Toward that end, U.S. forces are working hand-in-hand with the U.S. Agency for International Development's Office of Foreign Disaster Assistance and the United Nations.
Gerhard Putnam-Cramer, U.N. chief of emergency services, said the U.S. military has been "very valuable" to the operation by contributing much-needed assets such as rotary- and fixed-wing aircraft, heavy-duty generators, and road repair equipment.
He praised Blackman and Combined Support Force 536 for their "positive and supportive mindset" and contributions that he said are "optimizing our combined resources."
Blackman said it's too soon to tell how long the estimated 13,000 U.S. troops in the region will be needed. "We're at the point where we're able to see the top of the crisis curve," he said. "We haven't passed it yet, but we have a better idea of where it will be."
In addition to the air, sea and land forces, Blackman said the United States currently has 17 Navy ships, one Coast Guard cutter, and about 90 aircraft in the region.
USNS Mercy, a hospital ship, is en route to the region and will offer unique capabilities to the relief effort, he said. In addition to providing a sea- based platform for patient care, the ship could also be used as a temporary sanctuary for relief workers, as its sister ship, USNS Comfort, did in New York City following the World Trade Center attack in 2001.
Blackman said he's "very comfortable" with the level of support the U.S. military is providing the support force and said there's "absolutely nothing" planners have asked for that's not on the ground or on the way.
The support force's top priority during the next 96 hours will be "to determine what the sustained requirement will be" in different locations throughout the region, what assets are already committed to them, and what's still needed.

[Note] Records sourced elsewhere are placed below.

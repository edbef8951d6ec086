//! Batch dispatcher for the Postmark batch endpoint.

use std::sync::Arc;

use chrono::Utc;
use reqwest::Client;
use tokio::sync::mpsc;
use tracing::{error, info};
use uuid::Uuid;

use super::error::DispatchError;
use super::response::{classify, SendOutcome};
use crate::config::Config;
use crate::message::{translate_all, OutgoingMessage, TranslatedMessage};
use crate::timestamp::format_provider_timestamp;

/// Header carrying the Postmark server token.
pub const SERVER_TOKEN_HEADER: &str = "X-Postmark-Server-Token";

/// Status message the sandbox reports for every message.
pub const SANDBOX_STATUS: &str = "Test job accepted";

/// Emitted once per successfully sent message, in submission order.
#[derive(Debug, Clone)]
pub struct SentEvent {
    pub message: TranslatedMessage,
    pub outcome: SendOutcome,
}

/// Sends messages to Postmark in batches.
///
/// Cheap to clone; clones share the HTTP client and the event channel.
#[derive(Clone)]
pub struct Dispatcher {
    client: Client,
    config: Arc<Config>,
    events: Option<mpsc::Sender<SentEvent>>,
}

impl Dispatcher {
    /// Create a dispatcher whose HTTP client enforces the configured timeout.
    pub fn new(config: Arc<Config>) -> Result<Self, DispatchError> {
        let client = Client::builder()
            .timeout(config.request_timeout())
            .pool_max_idle_per_host(16)
            .build()?;

        Ok(Self {
            client,
            config,
            events: None,
        })
    }

    /// Publish a [`SentEvent`] for every successful send on `events`.
    pub fn with_events(mut self, events: mpsc::Sender<SentEvent>) -> Self {
        self.events = Some(events);
        self
    }

    pub fn config(&self) -> &Config {
        &self.config
    }

    /// Send messages and return how many the provider accepted.
    ///
    /// Messages are translated, split into batches of `batch_size` and posted
    /// one batch at a time. Errors abort the call unless fail-silently is set,
    /// in which case they turn into outcomes that simply don't count.
    pub async fn send_messages(&self, messages: &[OutgoingMessage]) -> Result<usize, DispatchError> {
        if messages.is_empty() {
            return Ok(0);
        }

        let translated = translate_all(messages, self.config.fail_silently)?;
        let batch_size = self.config.batch_size.max(1);
        let mut sent = 0;

        for (batch_index, batch) in translated.chunks(batch_size).enumerate() {
            let outcomes = match self.send_batch(batch).await {
                Ok(outcomes) => outcomes,
                Err(e) => {
                    error!(
                        batch_index = batch_index,
                        batch_len = batch.len(),
                        sent_so_far = sent,
                        error = %e,
                        "dispatch_batch_failed"
                    );
                    return Err(e);
                }
            };

            for (message, outcome) in batch.iter().zip(outcomes) {
                if outcome.is_success() {
                    sent += 1;
                    self.notify(message, outcome).await;
                }
            }

            info!(
                batch_index = batch_index,
                batch_len = batch.len(),
                sent_so_far = sent,
                "dispatch_batch_complete"
            );
        }

        info!(
            submitted = messages.len(),
            translated = translated.len(),
            sent = sent,
            test_mode = self.config.test_mode,
            "dispatch_complete"
        );

        Ok(sent)
    }

    /// Submit one batch and return one outcome per message.
    async fn send_batch(&self, batch: &[TranslatedMessage]) -> Result<Vec<SendOutcome>, DispatchError> {
        if self.config.test_mode {
            info!(batch_len = batch.len(), "dispatch_sandbox_batch");
            return Ok(batch.iter().map(sandbox_outcome).collect());
        }

        let url = self.config.batch_url();
        info!(url = %url, batch_len = batch.len(), "dispatch_batch_starting");

        let response = self
            .client
            .post(&url)
            .header("Accept", "application/json")
            .header(SERVER_TOKEN_HEADER, &self.config.api_key)
            .json(batch)
            .send()
            .await
            .map_err(|e| log_transport_error(&url, e))?;

        let status = response.status().as_u16();
        let body = response
            .bytes()
            .await
            .map_err(|e| log_transport_error(&url, e))?;

        info!(
            url = %url,
            status_code = status,
            body_length = body.len(),
            "dispatch_batch_response"
        );

        classify(status, &body, batch.len(), self.config.fail_silently)
    }

    async fn notify(&self, message: &TranslatedMessage, outcome: SendOutcome) {
        let Some(events) = &self.events else {
            return;
        };

        let event = SentEvent {
            message: message.clone(),
            outcome,
        };

        if let Err(e) = events.send(event).await {
            error!(
                message_id = ?e.0.outcome.message_id,
                to = %e.0.message.to,
                "post_send_event_dropped"
            );
        }
    }
}

/// Outcome reported for every message in test mode.
fn sandbox_outcome(message: &TranslatedMessage) -> SendOutcome {
    SendOutcome {
        error_code: 0,
        http_status: 200,
        message_id: Some(Uuid::new_v4().to_string()),
        message: Some(SANDBOX_STATUS.to_string()),
        submitted_at: Some(format_provider_timestamp(Utc::now())),
        to: Some(message.to.clone()),
    }
}

fn log_transport_error(url: &str, e: reqwest::Error) -> DispatchError {
    if e.is_timeout() {
        error!(url = %url, error = %e, "dispatch_batch_timeout");
    } else {
        error!(url = %url, error = %e, "dispatch_batch_request_error");
    }
    DispatchError::from(e)
}
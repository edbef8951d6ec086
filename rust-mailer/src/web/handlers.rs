//! HTTP endpoint handlers.
//!
//! - `POST /send`: dispatch a JSON array of messages
//! - `POST /bounce`: Postmark bounce webhook
//! - `GET /messages`: list delivery records with their bounces

use std::sync::Arc;

use axum::{
    extract::{Query, State},
    http::StatusCode,
    response::{IntoResponse, Response},
    Json,
};
use serde::{Deserialize, Serialize};
use thiserror::Error;
use tracing::{error, info, warn};

use crate::dispatch::{DispatchError, Dispatcher};
use crate::message::OutgoingMessage;
use crate::store::{BounceRecord, BounceType, DeliveryRecord, RecordFilter, Store, StoreError};
use crate::timestamp::{parse_provider_timestamp, MalformedTimestamp};
use crate::Config;

/// Shared application state.
#[derive(Clone)]
pub struct AppState {
    pub config: Arc<Config>,
    pub dispatcher: Dispatcher,
    pub store: Store,
}

impl AppState {
    pub fn new(config: Arc<Config>, dispatcher: Dispatcher, store: Store) -> Self {
        Self {
            config,
            dispatcher,
            store,
        }
    }
}

// =============================================================================
// Health Check
// =============================================================================

/// Health check response.
#[derive(Serialize)]
pub struct HealthResponse {
    pub status: &'static str,
}

/// Health check endpoint.
pub async fn health() -> Json<HealthResponse> {
    Json(HealthResponse { status: "ok" })
}

// =============================================================================
// Send
// =============================================================================

/// Response of the send endpoint.
#[derive(Debug, Serialize)]
pub struct SendResponse {
    pub status: &'static str,
    #[serde(skip_serializing_if = "Option::is_none")]
    pub sent: Option<usize>,
    #[serde(skip_serializing_if = "Option::is_none")]
    pub error: Option<String>,
}

/// Send endpoint.
///
/// Dispatches the messages and answers with the number Postmark accepted.
pub async fn send_messages(
    State(state): State<AppState>,
    Json(messages): Json<Vec<OutgoingMessage>>,
) -> impl IntoResponse {
    info!(
        messages = messages.len(),
        test_mode = state.config.test_mode,
        "send_request_received"
    );

    match state.dispatcher.send_messages(&messages).await {
        Ok(sent) => (
            StatusCode::OK,
            Json(SendResponse {
                status: "ok",
                sent: Some(sent),
                error: None,
            }),
        ),
        Err(e) => {
            error!(error = %e, retryable = e.is_retryable(), "send_request_failed");
            (
                dispatch_error_status(&e),
                Json(SendResponse {
                    status: "error",
                    sent: None,
                    error: Some(e.to_string()),
                }),
            )
        }
    }
}

/// HTTP status for a failed dispatch.
///
/// Caller mistakes are 400 or 422 and timeouts 504. Everything else,
/// including a rejected server token, is an upstream failure and maps to 502.
fn dispatch_error_status(e: &DispatchError) -> StatusCode {
    match e {
        DispatchError::Translation(_) => StatusCode::BAD_REQUEST,
        DispatchError::UnprocessableEntity(_) => StatusCode::UNPROCESSABLE_ENTITY,
        DispatchError::Timeout(_) => StatusCode::GATEWAY_TIMEOUT,
        DispatchError::Unauthorized
        | DispatchError::ProviderServerError { .. }
        | DispatchError::MalformedResponse(_)
        | DispatchError::Transport(_) => StatusCode::BAD_GATEWAY,
    }
}

// =============================================================================
// Bounce Webhook
// =============================================================================

/// Postmark bounce webhook payload. Fields not listed here are ignored.
#[derive(Debug, Deserialize)]
#[serde(rename_all = "PascalCase")]
pub struct BouncePayload {
    #[serde(rename = "ID")]
    pub id: i64,
    #[serde(rename = "Type")]
    pub bounce_type: BounceType,
    #[serde(rename = "MessageID", default)]
    pub message_id: Option<String>,
    pub email: String,
    #[serde(default)]
    pub description: Option<String>,
    #[serde(default)]
    pub details: Option<String>,
    pub bounced_at: String,
    #[serde(default)]
    pub inactive: bool,
    #[serde(default)]
    pub can_activate: bool,
}

/// Webhook response.
#[derive(Debug, Serialize)]
pub struct WebhookResponse {
    pub status: &'static str,
    #[serde(skip_serializing_if = "Option::is_none")]
    pub error: Option<String>,
}

/// Bounce webhook failures.
#[derive(Debug, Error)]
pub enum BounceError {
    #[error("no delivery of message {message_id:?} to {email}")]
    NotFound {
        message_id: Option<String>,
        email: String,
    },
    #[error(transparent)]
    MalformedTimestamp(#[from] MalformedTimestamp),
    #[error(transparent)]
    Store(#[from] StoreError),
}

impl IntoResponse for BounceError {
    fn into_response(self) -> Response {
        let (status, label) = match &self {
            BounceError::NotFound { .. } => (StatusCode::NOT_FOUND, "not_found"),
            BounceError::MalformedTimestamp(_) => (StatusCode::BAD_REQUEST, "invalid_timestamp"),
            BounceError::Store(e) => {
                error!(error = %e, "bounce_store_failed");
                (StatusCode::INTERNAL_SERVER_ERROR, "storage_error")
            }
        };

        (
            status,
            Json(WebhookResponse {
                status: label,
                error: Some(self.to_string()),
            }),
        )
            .into_response()
    }
}

/// Bounce webhook endpoint.
///
/// Links the bounce to the delivery of `MessageID` to `Email`. Repeated
/// deliveries of the same bounce `ID` leave the first record untouched.
pub async fn bounce_webhook(
    State(state): State<AppState>,
    Json(payload): Json<BouncePayload>,
) -> Result<Json<WebhookResponse>, BounceError> {
    info!(
        bounce_id = payload.id,
        bounce_type = payload.bounce_type.label(),
        message_id = ?payload.message_id,
        email = %payload.email,
        "bounce_webhook_received"
    );

    let bounced_at = parse_provider_timestamp(&payload.bounced_at).map_err(|e| {
        warn!(bounce_id = payload.id, error = %e, "bounce_timestamp_invalid");
        e
    })?;

    let delivery = match payload.message_id.as_deref() {
        Some(message_id) => state.store.find_delivery(message_id, &payload.email).await?,
        None => None,
    };

    let Some(delivery) = delivery else {
        warn!(
            bounce_id = payload.id,
            message_id = ?payload.message_id,
            email = %payload.email,
            "bounce_delivery_not_found"
        );
        return Err(BounceError::NotFound {
            message_id: payload.message_id,
            email: payload.email,
        });
    };

    let (bounce, created) = state
        .store
        .get_or_create_bounce(BounceRecord {
            bounce_id: payload.id,
            delivery_id: delivery.id,
            bounce_type: payload.bounce_type,
            description: payload.description.unwrap_or_default(),
            details: payload.details.unwrap_or_default(),
            bounced_at,
            inactive: payload.inactive,
            can_activate: payload.can_activate,
        })
        .await?;

    info!(
        bounce_id = bounce.bounce_id,
        delivery_id = bounce.delivery_id,
        created = created,
        "bounce_recorded"
    );

    Ok(Json(WebhookResponse {
        status: "ok",
        error: None,
    }))
}

// =============================================================================
// Delivery Listing
// =============================================================================

/// A delivery record together with its bounces.
#[derive(Debug, Serialize)]
pub struct MessageView {
    #[serde(flatten)]
    pub delivery: DeliveryRecord,
    pub bounces: Vec<BounceRecord>,
}

impl IntoResponse for StoreError {
    fn into_response(self) -> Response {
        error!(error = %self, "store_query_failed");
        (
            StatusCode::INTERNAL_SERVER_ERROR,
            Json(WebhookResponse {
                status: "storage_error",
                error: Some(self.to_string()),
            }),
        )
            .into_response()
    }
}

/// List delivery records, filtered by the query string.
pub async fn list_messages(
    State(state): State<AppState>,
    Query(filter): Query<RecordFilter>,
) -> Result<Json<Vec<MessageView>>, StoreError> {
    let deliveries = state.store.search(&filter).await?;
    let mut views = Vec::with_capacity(deliveries.len());

    for delivery in deliveries {
        let bounces = state.store.bounces_for(delivery.id).await?;
        views.push(MessageView { delivery, bounces });
    }

    info!(results = views.len(), "messages_listed");

    Ok(Json(views))
}
//! Delivery and bounce records.

pub mod records;
pub mod repo;

pub use records::{
    BounceRecord, BounceType, DeliveryRecord, NewDelivery, RecipientKind, RecordFilter,
};
pub use repo::{Store, StoreError};
//! Provider timestamp normalization.
//!
//! Postmark reports instants as local ISO datetimes with a seven digit
//! fraction and an offset that is always introduced by a literal `+`, e.g.
//! `2011-05-23T07:38:26.3115+01:00` or `2011-05-23T07:38:26.3115+-04:00`.
//! The sign of the offset lives on the hour component.

use chrono::{DateTime, FixedOffset, NaiveDateTime, TimeZone, Utc};
use thiserror::Error;

/// `strftime` layout of the local part of a provider timestamp.
const LOCAL_FORMAT: &str = "%Y-%m-%dT%H:%M:%S%.f";

/// Width of `YYYY-MM-DDTHH:MM:SS.ffffff`. Longer fractions are cut here.
const LOCAL_WIDTH: usize = 26;

/// A provider timestamp that could not be interpreted.
#[derive(Debug, Clone, PartialEq, Eq, Error)]
#[error("malformed provider timestamp: {0:?}")]
pub struct MalformedTimestamp(pub String);

/// Parse a provider timestamp into an absolute UTC instant.
pub fn parse_provider_timestamp(raw: &str) -> Result<DateTime<Utc>, MalformedTimestamp> {
    let malformed = || MalformedTimestamp(raw.to_string());

    let (local, offset) = raw.trim().rsplit_once('+').ok_or_else(malformed)?;
    let (hours, minutes) = offset.split_once(':').ok_or_else(malformed)?;

    let hours = hours.trim();
    let negative = hours.starts_with('-');
    let hours: i32 = hours.parse().map_err(|_| malformed())?;
    let minutes: i32 = minutes.trim().parse().map_err(|_| malformed())?;
    if !(0..60).contains(&minutes) {
        return Err(malformed());
    }

    let magnitude = hours.abs() * 3600 + minutes * 60;
    let seconds = if negative { -magnitude } else { magnitude };
    let zone = FixedOffset::east_opt(seconds).ok_or_else(malformed)?;

    let local = local.get(..LOCAL_WIDTH).unwrap_or(local);
    let naive = NaiveDateTime::parse_from_str(local, LOCAL_FORMAT).map_err(|_| malformed())?;

    let instant = zone
        .from_local_datetime(&naive)
        .single()
        .ok_or_else(malformed)?;

    Ok(instant.with_timezone(&Utc))
}

/// Render a UTC instant in the provider's wire shape.
pub fn format_provider_timestamp(instant: DateTime<Utc>) -> String {
    format!("{}+00:00", instant.format("%Y-%m-%dT%H:%M:%S%.6f"))
}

He said growing involvement by nongovernmental and international organizations and improved capabilities within the affected countries is helping meet much of the need, particularly in the medical arena.
"We're finding that we're able to make significant contributions in an ancillary way," he said. The U.S. military is also providing fresh water, conducting medical evacuations and offering other services that augment those already being provided, he said.
Blackman noted one example in which mechanics and technicians from USS Abraham Lincoln were quickly able to fabricate a part for a broken generator in their ship machine shop and restore power to a hospital in Banda Aceh, in northern Sumatra.
While unable to predict when the U.S. military will be able to withdraw some of its resources from the region, Blackman said the forces will remain "as long as it takes to accomplish our mission of minimizing further loss of life and mitigating human suffering.
"We will not stay any longer than necessary," he said, adding that the decision to curtail U.S. military involvement will be made in concert with the United Nations and USAID.
Meanwhile, Blackman said Combined Support Force 536 remains focused on the challenges at hand, working 24/7 to help in any way possible.
He said the destruction left by the tsunami defies words. "The proportion of this disaster is truly historic," he said. "It goes beyond the old adage that 'you won't believe it until you see it.' And the reason for that is because of the extraordinary area that this disaster covers and the multiple countries."
The dire need left by this disaster has driven a unique military effort that has operators planning, assessing, deploying and executing -- all at the same time, Blackman said.
"It would be like taking a family vacation, and you were trying to pack the car and decide where you were going while you were driving down the road," he said. "But we are being successful and doing just that."